Many Discordians have a Descriptive view that the world is a nice place (wait before you shoot). We have candy, Playstation, sex, Penn and Teller. Unfortunately the beauty of this world is marred by the Grayface, who takes away the good things, for his own greedy needs, through arbitrary rules and restriction. Grayface is motivated and well organized, which makes him efficent. This is our problem.
The Presciptive view is that by separating ourselves from Grayface and its ways, we can live in the happy world that is right in front of us.
Our Strategy is to become masters of ourselves, most importantly our
sub-conscious. We look to become true individuals, sorting out the ingrained, force fed lies that have become the actual root of suffering. Grayface cannot be vanquished, because a piece live within us. Grayface must be purged. We use the weapons of willpower, non-convention, and of course, apparent chaos.
Thing is, being individuals, everything I just said about we, is bullshit.

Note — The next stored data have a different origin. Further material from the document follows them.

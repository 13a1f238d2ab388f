// Copyright (C) 2023, Ava Labs, Inc. All rights reserved.
// See the file LICENSE.md for licensing terms.

use bucket_trie::{BucketConfig, BucketTrie, Db, MemStore};
use test_case::test_case;

pub mod common;
use common::{merkle_of, random_items};

fn bucket(db: Db<MemStore>, max_height: usize) -> BucketTrie<MemStore> {
    BucketTrie::new(db, BucketConfig::builder().max_height(max_height).build())
}

#[test_case(0)]
#[test_case(1)]
#[test_case(2)]
#[test_case(3)]
fn every_key_readable(max_height: usize) {
    let items = random_items(31, 150);
    let trie = bucket(Db::new(MemStore::new()), max_height);
    for (k, v) in &items {
        trie.put(k, v).unwrap();
    }
    for (k, v) in &items {
        assert_eq!(trie.get(k).unwrap().as_ref(), Some(v), "{}", hex::encode(k));
    }
}

#[test]
fn unbounded_height_is_a_plain_trie() {
    let items = random_items(32, 150);
    let trie = bucket(Db::new(MemStore::new()), usize::MAX);
    for (k, v) in &items {
        trie.put(k, v).unwrap();
    }
    assert_eq!(trie.root_hash(), merkle_of(&items).root_hash());
    assert!(trie.bucket_entries(b"").unwrap().is_empty());
}

#[test]
fn bucketed_writes_keep_the_root() {
    let items = random_items(33, 150);
    let trie = bucket(Db::new(MemStore::new()), 2);
    for (k, v) in &items {
        trie.put(k, v).unwrap();
    }
    let root = trie.root_hash();
    let bucketed = trie.bucket_entries(b"").unwrap();
    assert!(!bucketed.is_empty());

    for (k, _) in &bucketed {
        trie.put(k, b"updated").unwrap();
        assert_eq!(trie.root_hash(), root);
        assert_eq!(trie.get(k).unwrap().as_deref(), Some(&b"updated"[..]));
    }
}

#[test]
fn reopened_bucket_trie() {
    let db = Db::new(MemStore::new());
    let items = random_items(34, 100);
    let trie = bucket(db.clone(), 2);
    for (k, v) in &items {
        trie.put(k, v).unwrap();
    }

    let config = BucketConfig::builder().max_height(2).build();
    let reopened = BucketTrie::from_root(db, config, &trie.root_hash()[..]).unwrap();
    for (k, v) in &items {
        assert_eq!(reopened.get(k).unwrap().as_ref(), Some(v));
    }
}
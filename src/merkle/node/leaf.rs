// Copyright (C) 2023, Ava Labs, Inc. All rights reserved.
// See the file LICENSE.md for licensing terms.

use super::{Data, PartialPath};
use rlp::RlpStream;
use std::fmt::{Debug, Error as FmtError, Formatter};

pub const SIZE: usize = 2;

#[derive(PartialEq, Eq, Clone)]
pub struct LeafNode {
    pub(crate) path: PartialPath,
    pub(crate) data: Data,
}

impl Debug for LeafNode {
    fn fmt(&self, f: &mut Formatter<'_>) -> Result<(), FmtError> {
        write!(f, "[Leaf {:?} {}]", self.path, hex::encode(&*self.data))
    }
}

impl LeafNode {
    pub fn new<P: Into<PartialPath>, D: Into<Data>>(path: P, data: D) -> Self {
        Self {
            path: path.into(),
            data: data.into(),
        }
    }

    pub const fn path(&self) -> &PartialPath {
        &self.path
    }

    pub const fn data(&self) -> &Data {
        &self.data
    }

    pub(super) fn encode(&self) -> Vec<u8> {
        let mut stream = RlpStream::new_list(SIZE);
        stream.append(&self.path.encode(true).as_slice());
        stream.append(&&self.data[..]);
        stream.out().to_vec()
    }
}
// Copyright (C) 2023, Ava Labs, Inc. All rights reserved.
// See the file LICENSE.md for licensing terms.

use crate::api::{Batch, BatchOp, KeyType, ValueType};
use crate::config::TrieConfig;
use crate::nibbles::{matching_len, Nibbles};
use crate::storage::{Db, KvStore, StoreError, StoreOp};
use metrics::counter;
use parking_lot::{Mutex, MutexGuard, RwLock};
use rayon::ThreadPool;
use std::fmt::{self, Debug};
use std::sync::Arc;
use thiserror::Error;

mod node;
pub mod proof;
mod trie_hash;
mod walk;

pub use node::{
    BranchNode, Data, DecodeError, ExtNode, LeafNode, Node, NodeRef, PartialPath, MAX_CHILDREN,
};
pub use proof::{verify_proof, Proof, ProofError};
pub use trie_hash::{TrieHash, EMPTY_ROOT, TRIE_HASH_LEN};
pub use walk::{Descend, TrieEntry, WalkItem};

#[derive(Debug, Error)]
pub enum MerkleError {
    #[error("store error: {0}")]
    Store(#[from] StoreError),
    #[error("malformed node: {0}")]
    Decode(#[from] DecodeError),
    #[error("invalid root length {len}, roots are 32 bytes")]
    InvalidRoot { len: usize },
    #[error("stack underflow")]
    StackUnderflow,
    #[error("expected a branch node")]
    NotBranchNode,
    #[error("unexpected node shape on the key path")]
    UnexpectedNode,
    #[error("node {0:?} is missing from the store")]
    MissingNode(TrieHash),
    #[error("branch has no child at index {0:x}")]
    NoSuchChild(u8),
    #[error("trie is not checkpointed")]
    NotCheckpointed,
    #[error("value path has an odd number of nibbles")]
    OddKeyPath,
    #[error("cannot build the walk thread pool: {0}")]
    ThreadPool(#[from] rayon::ThreadPoolBuildError),
    #[error("walk interrupted before every node was visited")]
    WalkInterrupted,
}

/// The outcome of [Merkle::find_path].
#[derive(Debug, Default)]
pub struct TriePath {
    /// The node holding the key's value, set only on an exact match.
    pub node: Option<Node>,
    /// Key nibbles left over from the start of the last node on `stack`.
    pub remaining: Vec<u8>,
    /// Every node visited, root first.
    pub stack: Vec<Node>,
    /// Depth of the last node on `stack`, the root being 0.
    pub depth: usize,
    /// Set when the walk stopped at a node the store does not hold.
    pub missing: Option<TrieHash>,
}

impl TriePath {
    /// The value of the exact match, if any.
    pub fn value(&self) -> Option<&Data> {
        self.node.as_ref().and_then(Node::value)
    }
}

/// An Ethereum-compatible Merkle Patricia Trie over a [KvStore].
///
/// Nodes are content addressed: each one whose encoding reaches 32 bytes is
/// written under its Keccak-256 hash, shorter ones are embedded in their
/// parent. Nothing is ever removed from the store, so any earlier root stays
/// readable through [Merkle::set_root].
pub struct Merkle<S> {
    db: Db<S>,
    root: RwLock<TrieHash>,
    // serializes writers
    lock: Mutex<()>,
    config: TrieConfig,
    pool: Mutex<Option<Arc<ThreadPool>>>,
}

impl<S> Debug for Merkle<S> {
    fn fmt(&self, f: &mut fmt::Formatter<'_>) -> fmt::Result {
        f.debug_struct("Merkle")
            .field("root", &*self.root.read())
            .field("config", &self.config)
            .finish()
    }
}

I can only give my view and noone elses, lest I fall into another Gray trap. Some read my description and said "Fuckin' A!", while other said "Fuck you, you don't know me."
So... um... whatever.
I'm with Durden. One more and we got ourselves an institute.
descriptive = what we're trying to do with the BIP and things similar to it, plus a small few of the rants
prescriptive = i dunno, if we wanted to be an ideology, i'd say we're lacking here. at least as far as being concrete about it goes. some general idea of "people should realize they're free", (coupled with merrily kicking of the nads, shits, giggles and lulz?).
but so far i haven't really had anyone dare to come up with some utopian worldview that wasn't shot down rather quickly. maybe cause you pretty much can't get rid of the Machine?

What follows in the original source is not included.